Reasons for giraffe decline

  • Giraffe are relatively easy to kill with a bullet or a snare and yield a lot of meat. Over the past decade, regional instability, ethnic fighting, increased poaching, and a growing belief that giraffe body parts can cure HIV/AIDS have all spurned increased illegal hunting.
  • Habitat loss and fragmentation. Former open spaces for giraffe are disappearing or fragmenting because of development, land-use switches to agriculture, and/or are uninhabitable due to over-grazing.
  • Competition for food and water resources from a newly introduced species of livestock into giraffe habitat, the domestic camel. Being a large, tall, browsing ungulate the camel can overlap in feeding heights and species with wild giraffe.

Hampering our response to these threats, is the surprising dearth of information about giraffe ecology. They are the forgotten megafauna. We still do not fully understand how they move across the landscape, how and what they eat, how many are left, their social structure, how they interact with people and livestock. As such, giraffe are rapidly disappearing, with little notice. It is especially worrying as most of the Reticulated giraffe’s range in Kenya is outside of protected areas, overlapping with pastoralist herders and small-scale agriculturalists.

It is critical that our conservation actions are multidimensional, encompassing three core elements:

  • Continued field research to better understand giraffe populations, movements and ecology. These data will be vital to informing more effective and efficient conservation actions moving forward.
  • Uncovering traditional ecological knowledge of giraffe, and the attitudes, perceptions, beliefs and behaviours of the Samburu, Turkana, Borana and Maasai pastoralists that live among giraffe. This information allows us to better appreciate the reasons behind poaching and conflict with giraffe. This is especially timely with ongoing immigration into the region from war-torn Somalia through to South Sudan which may negative affect giraffe survival.
  • Tracking and mapping giraffe and livestock movements, by attaching GPS satellite units to giraffe and livestock (camels, cattle and goats/sheep) will allow us to understand how they utilise resources and their ranges overlap.

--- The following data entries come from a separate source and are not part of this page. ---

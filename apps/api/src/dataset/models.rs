use std::fmt;
use std::str::FromStr;

use chrono::{DateTime, Utc};
use serde::{de, Deserialize, Deserializer, Serialize};
use serde_json::{Map, Value};
use thiserror::Error;

/// Upper line bound (inclusive) of the Short bucket.
pub const SHORT_MAX_LINES: usize = 5;
/// Upper line bound (inclusive) of the Medium bucket. Anything above is Long.
pub const MEDIUM_MAX_LINES: usize = 10;

// ────────────────────────────────────────────────────────────────────────────
// Enumerations
// ────────────────────────────────────────────────────────────────────────────

#[derive(Debug, Error)]
#[error("unknown {kind} '{value}'")]
pub struct UnknownVariant {
    kind: &'static str,
    value: String,
}

/// Coarse size class of a post, derived from its line count.
#[derive(Debug, Clone, Copy, PartialEq, Eq, Hash, Serialize, clap::ValueEnum)]
pub enum LengthBucket {
    Short,
    Medium,
    Long,
}

impl LengthBucket {
    pub const ALL: [LengthBucket; 3] = [Self::Short, Self::Medium, Self::Long];

    pub fn from_line_count(lines: usize) -> Self {
        if lines <= SHORT_MAX_LINES {
            Self::Short
        } else if lines <= MEDIUM_MAX_LINES {
            Self::Medium
        } else {
            Self::Long
        }
    }

    /// Target size phrase used in the generation prompt.
    pub fn instruction(&self) -> &'static str {
        match self {
            Self::Short => "1 to 5 lines",
            Self::Medium => "6 to 10 lines",
            Self::Long => "11 to 15 lines",
        }
    }

    pub fn as_str(&self) -> &'static str {
        match self {
            Self::Short => "Short",
            Self::Medium => "Medium",
            Self::Long => "Long",
        }
    }
}

impl fmt::Display for LengthBucket {
    fn fmt(&self, f: &mut fmt::Formatter<'_>) -> fmt::Result {
        f.write_str(self.as_str())
    }
}

impl FromStr for LengthBucket {
    type Err = UnknownVariant;

    fn from_str(s: &str) -> Result<Self, Self::Err> {
        Self::ALL
            .into_iter()
            .find(|b| b.as_str().eq_ignore_ascii_case(s.trim()))
            .ok_or_else(|| UnknownVariant {
                kind: "length category",
                value: s.to_string(),
            })
    }
}

impl<'de> Deserialize<'de> for LengthBucket {
    fn deserialize<D: Deserializer<'de>>(deserializer: D) -> Result<Self, D::Error> {
        let value = String::deserialize(deserializer)?;
        value.parse().map_err(de::Error::custom)
    }
}

/// Output language. Hinglish is Hindi and English mixed, written in Latin script.
#[derive(Debug, Clone, Copy, Default, PartialEq, Eq, Hash, Serialize, clap::ValueEnum)]
pub enum Language {
    #[default]
    English,
    Hinglish,
}

impl Language {
    pub const ALL: [Language; 2] = [Self::English, Self::Hinglish];

    pub fn as_str(&self) -> &'static str {
        match self {
            Self::English => "English",
            Self::Hinglish => "Hinglish",
        }
    }
}

impl fmt::Display for Language {
    fn fmt(&self, f: &mut fmt::Formatter<'_>) -> fmt::Result {
        f.write_str(self.as_str())
    }
}

impl FromStr for Language {
    type Err = UnknownVariant;

    fn from_str(s: &str) -> Result<Self, Self::Err> {
        Self::ALL
            .into_iter()
            .find(|l| l.as_str().eq_ignore_ascii_case(s.trim()))
            .ok_or_else(|| UnknownVariant {
                kind: "language",
                value: s.to_string(),
            })
    }
}

impl<'de> Deserialize<'de> for Language {
    fn deserialize<D: Deserializer<'de>>(deserializer: D) -> Result<Self, D::Error> {
        let value = String::deserialize(deserializer)?;
        value.parse().map_err(de::Error::custom)
    }
}

// ────────────────────────────────────────────────────────────────────────────
// Records
// ────────────────────────────────────────────────────────────────────────────

/// Engagement counters. Added with zero values by the preprocessor when a raw
/// record carries none.
#[derive(Debug, Clone, Default, PartialEq, Serialize, Deserialize)]
pub struct Engagement {
    #[serde(default, deserialize_with = "lenient::counter")]
    pub likes: u64,
    #[serde(default, deserialize_with = "lenient::counter")]
    pub comments: u64,
    #[serde(default, deserialize_with = "lenient::counter")]
    pub shares: u64,
    #[serde(
        default,
        deserialize_with = "lenient::count",
        skip_serializing_if = "Option::is_none"
    )]
    pub views: Option<u64>,
}

/// Per-post metadata. Fields this crate does not interpret (post_type,
/// word_count, quality_score, ...) are kept in `extra` and written back as-is.
#[derive(Debug, Clone, Default, PartialEq, Serialize, Deserialize)]
pub struct PostMetadata {
    #[serde(default, skip_serializing_if = "Option::is_none")]
    pub topic: Option<String>,
    #[serde(default, skip_serializing_if = "Option::is_none")]
    pub tone: Option<String>,
    #[serde(default, deserialize_with = "lenient::strings")]
    pub hashtags: Vec<String>,
    #[serde(
        default,
        deserialize_with = "lenient::line_count",
        skip_serializing_if = "Option::is_none"
    )]
    pub line_count: Option<usize>,
    #[serde(
        default,
        deserialize_with = "lenient::language",
        skip_serializing_if = "Option::is_none"
    )]
    pub language: Option<Language>,
    #[serde(
        default,
        deserialize_with = "lenient::strings",
        skip_serializing_if = "Vec::is_empty"
    )]
    pub unified_tags: Vec<String>,
    #[serde(flatten)]
    pub extra: Map<String, Value>,
}

#[derive(Debug, Clone, PartialEq, Serialize, Deserialize)]
pub struct Post {
    pub id: String,
    pub text: String,
    #[serde(default)]
    pub metadata: PostMetadata,
    #[serde(
        default,
        deserialize_with = "lenient::engagement",
        skip_serializing_if = "Option::is_none"
    )]
    pub engagement: Option<Engagement>,
    #[serde(flatten)]
    pub extra: Map<String, Value>,
}

impl Post {
    pub fn new(id: impl Into<String>, text: impl Into<String>) -> Self {
        Self {
            id: id.into(),
            text: text.into(),
            metadata: PostMetadata::default(),
            engagement: None,
            extra: Map::new(),
        }
    }

    /// Stored line count, or the count derived from `text` for raw records.
    pub fn line_count(&self) -> usize {
        self.metadata
            .line_count
            .unwrap_or_else(|| count_lines(&self.text))
    }

    pub fn length_bucket(&self) -> LengthBucket {
        LengthBucket::from_line_count(self.line_count())
    }

    /// Stored language; records without one are treated as English.
    pub fn language(&self) -> Language {
        self.metadata.language.unwrap_or_default()
    }

    /// Case-insensitive match against the unified tags. Records that were never
    /// preprocessed have no unified tags, so their topic is checked instead.
    pub fn has_tag(&self, tag: &str) -> bool {
        let tag = tag.trim();
        if self.metadata.unified_tags.is_empty() {
            return self
                .metadata
                .topic
                .as_deref()
                .is_some_and(|t| t.trim().eq_ignore_ascii_case(tag));
        }
        self.metadata
            .unified_tags
            .iter()
            .any(|t| t.eq_ignore_ascii_case(tag))
    }
}

/// Number of `\n`-separated lines. Empty text counts as one line.
pub fn count_lines(text: &str) -> usize {
    text.split('\n').count()
}

/// Dataset header describing provenance.
#[derive(Debug, Clone, Default, PartialEq, Serialize, Deserialize)]
pub struct DatasetInfo {
    #[serde(default, skip_serializing_if = "Option::is_none")]
    pub name: Option<String>,
    #[serde(default, deserialize_with = "lenient::strings")]
    pub categories: Vec<String>,
    #[serde(default, skip_serializing_if = "Option::is_none")]
    pub processed_at: Option<DateTime<Utc>>,
    #[serde(flatten)]
    pub extra: Map<String, Value>,
}

/// On-disk shape the dataset was read from. Written back in the same shape.
#[derive(Debug, Clone, Copy, Default, PartialEq, Eq)]
pub enum DatasetLayout {
    #[default]
    Structured,
    BareList,
}

#[derive(Debug, Clone, Default, PartialEq)]
pub struct Dataset {
    pub info: DatasetInfo,
    pub posts: Vec<Post>,
    /// Other top-level keys of a structured file (e.g. training labels).
    pub extra: Map<String, Value>,
    pub layout: DatasetLayout,
}

impl Dataset {
    pub fn new(info: DatasetInfo, posts: Vec<Post>) -> Self {
        Self {
            info,
            posts,
            extra: Map::new(),
            layout: DatasetLayout::Structured,
        }
    }
}

/// Readers for the fields the preprocessor derives or only reads loosely.
/// Raw exports carry all sorts of values there (`"language": "en"`,
/// `"hashtags": null`, counts as strings); none of them may fail a load.
mod lenient {
    use serde::{Deserialize, Deserializer};
    use serde_json::Value;

    use super::{Engagement, Language};

    /// Strings of an array, or a single string. Anything else is empty.
    pub fn strings<'de, D: Deserializer<'de>>(deserializer: D) -> Result<Vec<String>, D::Error> {
        Ok(match Value::deserialize(deserializer)? {
            Value::Array(items) => items
                .into_iter()
                .filter_map(|item| match item {
                    Value::String(s) => Some(s),
                    _ => None,
                })
                .collect(),
            Value::String(s) => vec![s],
            _ => Vec::new(),
        })
    }

    /// Known language names only; anything else reads as unset.
    pub fn language<'de, D: Deserializer<'de>>(
        deserializer: D,
    ) -> Result<Option<Language>, D::Error> {
        Ok(match Value::deserialize(deserializer)? {
            Value::String(s) => s.parse().ok(),
            _ => None,
        })
    }

    pub fn count<'de, D: Deserializer<'de>>(deserializer: D) -> Result<Option<u64>, D::Error> {
        Ok(as_count(&Value::deserialize(deserializer)?))
    }

    pub fn counter<'de, D: Deserializer<'de>>(deserializer: D) -> Result<u64, D::Error> {
        Ok(count(deserializer)?.unwrap_or(0))
    }

    pub fn line_count<'de, D: Deserializer<'de>>(
        deserializer: D,
    ) -> Result<Option<usize>, D::Error> {
        Ok(count(deserializer)?.and_then(|n| usize::try_from(n).ok()))
    }

    /// An engagement object; other values (strings, arrays) read as absent.
    pub fn engagement<'de, D: Deserializer<'de>>(
        deserializer: D,
    ) -> Result<Option<Engagement>, D::Error> {
        Ok(match Value::deserialize(deserializer)? {
            value @ Value::Object(_) => serde_json::from_value(value).ok(),
            _ => None,
        })
    }

    /// Non-negative integer, also when written as a string ("1,204" included).
    fn as_count(value: &Value) -> Option<u64> {
        match value {
            Value::Number(n) => n
                .as_u64()
                .or_else(|| n.as_f64().filter(|f| *f >= 0.0).map(|f| f as u64)),
            Value::String(s) => s.trim().replace(',', "").parse().ok(),
            _ => None,
        }
    }
}

#[cfg(test)]
mod tests {
    use super::*;
    use serde_json::json;

    #[test]
    fn test_bucket_thresholds() {
        assert_eq!(LengthBucket::from_line_count(1), LengthBucket::Short);
        assert_eq!(LengthBucket::from_line_count(5), LengthBucket::Short);
        assert_eq!(LengthBucket::from_line_count(6), LengthBucket::Medium);
        assert_eq!(LengthBucket::from_line_count(10), LengthBucket::Medium);
        assert_eq!(LengthBucket::from_line_count(11), LengthBucket::Long);
        assert_eq!(LengthBucket::from_line_count(40), LengthBucket::Long);
    }

    #[test]
    fn test_bucket_and_language_parse_case_insensitively() {
        assert_eq!("medium".parse::<LengthBucket>().unwrap(), LengthBucket::Medium);
        assert_eq!(" LONG ".parse::<LengthBucket>().unwrap(), LengthBucket::Long);
        assert_eq!("hinglish".parse::<Language>().unwrap(), Language::Hinglish);
        assert!("Huge".parse::<LengthBucket>().is_err());
        assert!("French".parse::<Language>().is_err());
    }

    #[test]
    fn test_count_lines_counts_blank_lines() {
        assert_eq!(count_lines(""), 1);
        assert_eq!(count_lines("Line1\nLine2\nLine3"), 3);
        assert_eq!(count_lines("Hook\n\nBody"), 3);
    }

    #[test]
    fn test_post_preserves_unknown_fields() {
        let raw = json!({
            "id": "post_001",
            "text": "Line1\nLine2",
            "metadata": {
                "topic": "AI/Tech",
                "hashtags": ["#AI"],
                "quality_score": 8.5
            },
            "created_at": "2024-06-01"
        });
        let post: Post = serde_json::from_value(raw).unwrap();
        assert_eq!(post.metadata.extra["quality_score"], json!(8.5));
        assert_eq!(post.extra["created_at"], json!("2024-06-01"));

        let back = serde_json::to_value(&post).unwrap();
        assert_eq!(back["metadata"]["quality_score"], json!(8.5));
        assert_eq!(back["created_at"], json!("2024-06-01"));
        assert!(back.get("engagement").is_none());
    }

    #[test]
    fn test_has_tag_falls_back_to_topic_for_raw_records() {
        let mut post = Post::new("p1", "text");
        post.metadata.topic = Some("Startup".to_string());
        assert!(post.has_tag("startup"));

        post.metadata.unified_tags = vec!["AI & Tech".to_string()];
        assert!(post.has_tag("ai & tech"));
        assert!(!post.has_tag("Startup"));
    }

    #[test]
    fn test_enum_deserialization_goes_through_from_str() {
        let bucket: LengthBucket = serde_json::from_value(json!("MEDIUM")).unwrap();
        assert_eq!(bucket, LengthBucket::Medium);
        let language: Language = serde_json::from_value(json!("hinglish")).unwrap();
        assert_eq!(language, Language::Hinglish);

        let err = serde_json::from_value::<LengthBucket>(json!("Huge")).unwrap_err();
        assert!(err.to_string().contains("unknown length category 'Huge'"));
    }

    #[test]
    fn test_raw_record_with_odd_derived_fields_still_parses() {
        let raw = json!({
            "id": "post_009",
            "text": "one\ntwo",
            "metadata": {
                "topic": "Career",
                "hashtags": null,
                "language": "en",
                "line_count": "7",
                "unified_tags": "Career"
            },
            "engagement": {"likes": "1,204", "comments": null, "shares": 3.0, "views": "n/a"}
        });
        let post: Post = serde_json::from_value(raw).unwrap();

        assert!(post.metadata.hashtags.is_empty());
        assert_eq!(post.metadata.language, None);
        assert_eq!(post.metadata.line_count, Some(7));
        assert_eq!(post.metadata.unified_tags, vec!["Career"]);
        let engagement = post.engagement.unwrap();
        assert_eq!(engagement.likes, 1204);
        assert_eq!(engagement.comments, 0);
        assert_eq!(engagement.shares, 3);
        assert_eq!(engagement.views, None);
    }

    #[test]
    fn test_non_object_engagement_reads_as_absent() {
        let post: Post =
            serde_json::from_value(json!({"id": "p", "text": "t", "engagement": "viral"}))
                .unwrap();
        assert!(post.engagement.is_none());
    }

    #[test]
    fn test_line_count_prefers_stored_value() {
        let mut post = Post::new("p1", "one\ntwo");
        assert_eq!(post.line_count(), 2);
        post.metadata.line_count = Some(7);
        assert_eq!(post.length_bucket(), LengthBucket::Medium);
    }
}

Working in the core of the Reticulated giraffe’s range, we will use these novel socio-ecological approaches to gain a holistic understanding of giraffe ecology, and the drivers of decline. We will then use this preliminary information, and our collaborative relationships to design conservation interventions. These will include engaging herder scientists to gather data by training warriors and empowering women to conduct giraffe surveys recording encounters on GPS and taking photos for individual IDs.

Creating and expanding the Twiga Walinzi (giraffe guards), a team of pastoralists conducting patrols for giraffe and managing camera trap placements across various areas in northern Kenya. In addition, members of the San Diego Zoo education team developed and are implementing giraffe conservation education programs for middle school students in the States, and communities and educators in Kenya.

Collaborative, localised, multi-pronged approaches are required to stem the decline of Reticulated giraffe, and create sustainable conservation initiatives with the people with whom the giraffe overlap so that we can secure a sustainable future for these giants in the wild.

The project is a community-based collaborative conservation effort spearheaded by San Diego Zoo Global institute for Conservation Research in collaboration with GCF, Kenya Wildlife Service and several Kenyan organisations (Lewa Wildlife Conservancy, Namunyak Conservancy, Northern Rangeland Trust and The Nature Conservancy), and the help of the local people of northern Kenya.